Exercise instructions —
The answer must be the data, repeated exactly.

[Dataset entries]
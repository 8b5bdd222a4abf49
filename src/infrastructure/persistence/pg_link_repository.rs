//! PostgreSQL implementation of the link repository.

use async_trait::async_trait;
use chrono::{DateTime, Utc};
use sqlx::PgPool;
use std::sync::Arc;

use crate::domain::entities::{NewShortLink, ShortLink};
use crate::domain::repositories::LinkRepository;
use crate::error::AppError;

/// Row shape shared by every `short_links` query.
#[derive(sqlx::FromRow)]
struct ShortLinkRow {
    slug: String,
    long_url: String,
    created_by: Option<String>,
    created_at: DateTime<Utc>,
    visits: i64,
}

impl From<ShortLinkRow> for ShortLink {
    fn from(row: ShortLinkRow) -> Self {
        ShortLink {
            slug: row.slug,
            long_url: row.long_url,
            created_by: row.created_by,
            created_at: row.created_at,
            visits: row.visits,
        }
    }
}

/// PostgreSQL repository for short link storage.
///
/// The primary key on `slug` is the serialization point for creation races;
/// the visit counter is incremented inside the store so concurrent redirects
/// never lose counts.
pub struct PgLinkRepository {
    pool: Arc<PgPool>,
}

impl PgLinkRepository {
    pub fn new(pool: Arc<PgPool>) -> Self {
        Self { pool }
    }
}

#[async_trait]
impl LinkRepository for PgLinkRepository {
    async fn insert(&self, new_link: NewShortLink) -> Result<ShortLink, AppError> {
        // A unique violation here maps to Conflict via From<sqlx::Error>.
        let row = sqlx::query_as::<_, ShortLinkRow>(
            r#"
            INSERT INTO short_links (slug, long_url, created_by)
            VALUES ($1, $2, $3)
            RETURNING slug, long_url, created_by, created_at, visits
            "#,
        )
        .bind(&new_link.slug)
        .bind(&new_link.long_url)
        .bind(&new_link.created_by)
        .fetch_one(self.pool.as_ref())
        .await?;

        Ok(row.into())
    }

    async fn find_by_slug(&self, slug: &str) -> Result<Option<ShortLink>, AppError> {
        let row = sqlx::query_as::<_, ShortLinkRow>(
            r#"
            SELECT slug, long_url, created_by, created_at, visits
            FROM short_links
            WHERE slug = $1
            "#,
        )
        .bind(slug)
        .fetch_optional(self.pool.as_ref())
        .await?;

        Ok(row.map(Into::into))
    }

    async fn increment_visits_returning(&self, slug: &str) -> Result<Option<ShortLink>, AppError> {
        let row = sqlx::query_as::<_, ShortLinkRow>(
            r#"
            UPDATE short_links
            SET visits = visits + 1
            WHERE slug = $1
            RETURNING slug, long_url, created_by, created_at, visits
            "#,
        )
        .bind(slug)
        .fetch_optional(self.pool.as_ref())
        .await?;

        Ok(row.map(Into::into))
    }

    async fn delete_by_slug(&self, slug: &str) -> Result<bool, AppError> {
        let result = sqlx::query("DELETE FROM short_links WHERE slug = $1")
            .bind(slug)
            .execute(self.pool.as_ref())
            .await?;

        Ok(result.rows_affected() > 0)
    }

    async fn list_by_owner(&self, owner_id: &str) -> Result<Vec<ShortLink>, AppError> {
        let rows = sqlx::query_as::<_, ShortLinkRow>(
            r#"
            SELECT slug, long_url, created_by, created_at, visits
            FROM short_links
            WHERE created_by = $1
            ORDER BY created_at DESC
            "#,
        )
        .bind(owner_id)
        .fetch_all(self.pool.as_ref())
        .await?;

        Ok(rows.into_iter().map(Into::into).collect())
    }

    async fn health_check(&self) -> Result<(), AppError> {
        sqlx::query_scalar::<_, i32>("SELECT 1")
            .fetch_one(self.pool.as_ref())
            .await?;
        Ok(())
    }
}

Your solution —
repository 8b5bdd222a4abf49
filename src/infrastructure/persistence/pg_link_repository.rs
//! PostgreSQL implementation of the link repository.

use async_trait::async_trait;
use chrono::{DateTime, Utc};
use sqlx::PgPool;
use std::sync::Arc;

use crate::domain::entities::{NewShortLink, ShortLink};
use crate::domain::repositories::LinkRepository;
use crate::error::AppError;

/// Row shape shared by every `short_links` query.
#[derive(sqlx::FromRow)]
struct ShortLinkRow {
    slug: String,
    long_url: String,
    created_by: Option<String>,
    created_at: DateTime<Utc>,
    visits: i64,
}

impl From<ShortLinkRow> for ShortLink {
    fn from(row: ShortLinkRow) -> Self {
        ShortLink {
            slug: row.slug,
            long_url: row.long_url,
            created_by: row.created_by,
            created_at: row.created_at,
            visits: row.visits,
        }
    }
}

/// PostgreSQL repository for short link storage.
///
/// The primary key on `slug` is the serialization point for creation races;
/// the visit counter is incremented inside the store so concurrent redirects
/// never lose counts.
pub struct PgLinkRepository {
    pool: Arc<PgPool>,
}

impl PgLinkRepository {
    pub fn new(pool: Arc<PgPool>) -> Self {
        Self { pool }
    }
}

#[async_trait]
impl LinkRepository for PgLinkRepository {
    async fn insert(&self, new_link: NewShortLink) -> Result<ShortLink, AppError> {
        // A unique violation here maps to Conflict via From<sqlx::Error>.
        let row = sqlx::query_as::<_, ShortLinkRow>(
            r#"
            INSERT INTO short_links (slug, long_url, created_by)
            VALUES ($1, $2, $3)
            RETURNING slug, long_url, created_by, created_at, visits
            "#,
        )
        .bind(&new_link.slug)
        .bind(&new_link.long_url)
        .bind(&new_link.created_by)
        .fetch_one(self.pool.as_ref())
        .await?;

        Ok(row.into())
    }

    async fn find_by_slug(&self, slug: &str) -> Result<Option<ShortLink>, AppError> {
        let row = sqlx::query_as::<_, ShortLinkRow>(
            r#"
            SELECT slug, long_url, created_by, created_at, visits
            FROM short_links
            WHERE slug = $1
            "#,
        )
        .bind(slug)
        .fetch_optional(self.pool.as_ref())
        .await?;

        Ok(row.map(Into::into))
    }

    async fn increment_visits_returning(&self, slug: &str) -> Result<Option<ShortLink>, AppError> {
        let row = sqlx::query_as::<_, ShortLinkRow>(
            r#"
            UPDATE short_links
            SET visits = visits + 1
            WHERE slug = $1
            RETURNING slug, long_url, created_by, created_at, visits
            "#,
        )
        .bind(slug)
        .fetch_optional(self.pool.as_ref())
        .await?;

        Ok(row.map(Into::into))
    }

    async fn delete_by_slug(&self, slug: &str) -> Result<bool, AppError> {
        let result = sqlx::query("DELETE FROM short_links WHERE slug = $1")
            .bind(slug)
            .execute(self.pool.as_ref())
            .await?;

        Ok(result.rows_affected() > 0)
    }

    async fn list_by_owner(&self, owner_id: &str) -> Result<Vec<ShortLink>, AppError> {
        let rows = sqlx::query_as::<_, ShortLinkRow>(
            r#"
            SELECT slug, long_url, created_by, created_at, visits
            FROM short_links
            WHERE created_by = $1
            ORDER BY created_at DESC
            "#,
        )
        .bind(owner_id)
        .fetch_all(self.pool.as_ref())
        .await?;

        Ok(rows.into_iter().map(Into::into).collect())
    }

    async fn health_check(&self) -> Result<(), AppError> {
        sqlx::query_scalar::<_, i32>("SELECT 1")
            .fetch_one(self.pool.as_ref())
            .await?;
        Ok(())
    }
}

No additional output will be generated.